You do NOT need to build it heavy.  Phil's cores are great if you just glue them together and use hard balsa spars the size of the spar notches.  I use a center joiner for the spars, as you're planning to do.  Cover with Phil's SLC, or with Howard's Solarfilm.  You do NOT need to use some heavy paper or cardboard covering on the wings -- you want an airplane, not something to send a baseball out of the park.  You do NOT need to slab on the weight of any fiberglass on the center section -- either you're going to land normally and not break anything, or you're going to post-hole and break everything.  The less stuff you have glommed onto the thing, the less will break and the easier it'll be to repair.

Gorilla Glue (the real foaming stuff) works great.  Original green (which isn't that bad once it foams up) or the white stuff both work great.  Just spritz some water on the foam as a catalyst, put on the glue, tape it all together, and wait for a bit.  If you didn't pick up all the bits of foam from your latest crash, you can mix the glue directly with water just like epoxy (except use a bunch of glue and a teeny spritz of water).  Then you can dribble the catalyzed glue into your hole, let it foam up, and trim the result.

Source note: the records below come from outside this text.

use std::path::PathBuf;
use std::sync::Mutex;

use async_trait::async_trait;
use guard_core::config::AnalyzerConfig;
use guard_core::journal::Journal;
use guard_core::runner::{CommandOutput, CommandRunner, CommandSpec, RunnerError};
use guard_core::snapshot::SnapshotStore;
use guard_daemon::analyzer::{AnalysisOutcome, AnalyzerInvoker};

// ===========================================================================
// Scripted runner
// ===========================================================================

enum Scripted {
    Exit(i32, &'static [u8], &'static [u8]),
    SpawnFailure,
}

/// Pops one canned response per call and records the specs it saw.
struct ScriptedRunner {
    responses: Mutex<Vec<Scripted>>,
    calls: Mutex<Vec<CommandSpec>>,
}

impl ScriptedRunner {
    fn new(responses: Vec<Scripted>) -> Self {
        Self {
            responses: Mutex::new(responses),
            calls: Mutex::new(Vec::new()),
        }
    }

    fn calls(&self) -> Vec<CommandSpec> {
        self.calls.lock().unwrap().clone()
    }
}

#[async_trait]
impl CommandRunner for ScriptedRunner {
    async fn run(&self, spec: &CommandSpec) -> Result<CommandOutput, RunnerError> {
        self.calls.lock().unwrap().push(spec.clone());
        match self.responses.lock().unwrap().remove(0) {
            Scripted::Exit(code, stdout, stderr) => Ok(CommandOutput {
                code: Some(code),
                stdout: stdout.to_vec(),
                stderr: stderr.to_vec(),
            }),
            Scripted::SpawnFailure => Err(RunnerError::Spawn {
                command: spec.command.clone(),
                source: std::io::Error::new(std::io::ErrorKind::NotFound, "no such command"),
            }),
        }
    }
}

// ===========================================================================
// Helpers
// ===========================================================================

fn analyzer_config() -> AnalyzerConfig {
    AnalyzerConfig {
        command: "fake-analyzer".to_string(),
        args: vec!["--format".to_string(), "json".to_string()],
        workdir: ".".to_string(),
    }
}

fn error_lines(journal: &Journal) -> Vec<String> {
    if !journal.error_path().exists() {
        return Vec::new();
    }
    std::fs::read_to_string(journal.error_path())
        .expect("read error log")
        .lines()
        .map(|l| l.to_string())
        .collect()
}

fn invoker(runner: std::sync::Arc<ScriptedRunner>) -> AnalyzerInvoker {
    AnalyzerInvoker::new(&analyzer_config(), PathBuf::from("/repo"), runner)
}

// ===========================================================================
// Tests
// ===========================================================================

#[tokio::test]
async fn successful_run_records_snapshot_and_advances_latest() {
    let dir = tempfile::tempdir().expect("tempdir");
    let store = SnapshotStore::open(dir.path(), 10).expect("open store");
    let journal = Journal::new(dir.path());

    let report = br#"{"health_score": 0.9, "issues": []}"#;
    let runner = std::sync::Arc::new(ScriptedRunner::new(vec![Scripted::Exit(0, report, b"")]));

    let outcome = invoker(runner).run_once(&store, &journal).await;

    match outcome {
        AnalysisOutcome::Recorded(snapshot) => {
            assert_eq!(snapshot.raw, report.to_vec());
            assert!(snapshot.path.exists());
        }
        AnalysisOutcome::Failed { detail } => panic!("expected success, got failure: {detail}"),
    }
    assert_eq!(store.latest().expect("latest"), Some(report.to_vec()));
    assert_eq!(store.len().expect("len"), 1);
    assert!(error_lines(&journal).is_empty(), "no error-log entry on success");
}

#[tokio::test]
async fn failed_run_leaves_history_and_latest_untouched() {
    let dir = tempfile::tempdir().expect("tempdir");
    let store = SnapshotStore::open(dir.path(), 10).expect("open store");
    let journal = Journal::new(dir.path());

    // Seed one good snapshot so there is prior state to preserve.
    let seeded = br#"{"health_score": 0.8, "issues": []}"#;
    store.record(seeded, chrono::Utc::now()).expect("seed snapshot");

    let runner = std::sync::Arc::new(ScriptedRunner::new(vec![Scripted::Exit(
        1,
        b"",
        b"analysis blew up",
    )]));
    let outcome = invoker(runner).run_once(&store, &journal).await;

    assert!(matches!(outcome, AnalysisOutcome::Failed { .. }));
    assert_eq!(
        store.latest().expect("latest"),
        Some(seeded.to_vec()),
        "latest pointer must not advance on failure"
    );
    assert_eq!(store.len().expect("len"), 1, "no new history entry on failure");

    let errors = error_lines(&journal);
    assert_eq!(errors.len(), 1, "exactly one error-log line per failure");
    assert!(errors[0].contains("exited with code 1"));
    assert!(errors[0].contains("analysis blew up"));
}

#[tokio::test]
async fn spawn_failure_is_isolated_and_journaled() {
    let dir = tempfile::tempdir().expect("tempdir");
    let store = SnapshotStore::open(dir.path(), 10).expect("open store");
    let journal = Journal::new(dir.path());

    let runner = std::sync::Arc::new(ScriptedRunner::new(vec![Scripted::SpawnFailure]));
    let outcome = invoker(runner).run_once(&store, &journal).await;

    assert!(matches!(outcome, AnalysisOutcome::Failed { .. }));
    assert!(store.latest().expect("latest").is_none());
    assert!(store.is_empty().expect("is_empty"));

    let errors = error_lines(&journal);
    assert_eq!(errors.len(), 1);
    assert!(errors[0].contains("could not be spawned"));
}

#[tokio::test]
async fn invoker_passes_command_args_and_workdir() {
    let dir = tempfile::tempdir().expect("tempdir");
    let store = SnapshotStore::open(dir.path(), 10).expect("open store");
    let journal = Journal::new(dir.path());

    let runner = std::sync::Arc::new(ScriptedRunner::new(vec![Scripted::Exit(
        0,
        br#"{"health_score": 1.0}"#,
        b"",
    )]));
    invoker(runner.clone()).run_once(&store, &journal).await;

    let calls = runner.calls();
    assert_eq!(calls.len(), 1);
    assert_eq!(calls[0].command, "fake-analyzer");
    assert_eq!(calls[0].args, vec!["--format", "json"]);
    assert_eq!(calls[0].workdir, Some(PathBuf::from("/repo")));
}

#[tokio::test]
async fn stderr_is_captured_separately_from_stdout() {
    let dir = tempfile::tempdir().expect("tempdir");
    let store = SnapshotStore::open(dir.path(), 10).expect("open store");
    let journal = Journal::new(dir.path());

    // Noise on stderr does not contaminate the recorded snapshot.
    let report = br#"{"health_score": 0.7, "issues": []}"#;
    let runner = std::sync::Arc::new(ScriptedRunner::new(vec![Scripted::Exit(
        0,
        report,
        b"progress: scanning 42 files",
    )]));
    invoker(runner).run_once(&store, &journal).await;

    assert_eq!(store.latest().expect("latest"), Some(report.to_vec()));
}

Read this thread.  This has been a fantastic plane for teaching someone to fly, and it is by no means heavy.  It's been crashed and repaired about a half a dozen times, and it still flies great.  Aside from the fact that it's light and straight, there are two features that I think make this plane a really good trainer.  First, the control system is entirely hanging out in the breeze, meaning it's easy to install, repair, see, and understand.  Second, because the wing needed to be low anyway (due to the control system hanging above it), the fuselage is only attached to the top surface of the wing.  This means that when the plane does get post-holed (and it has), the wing breaks into a few great big chunks that can be easily repaired with Gorilla Glue.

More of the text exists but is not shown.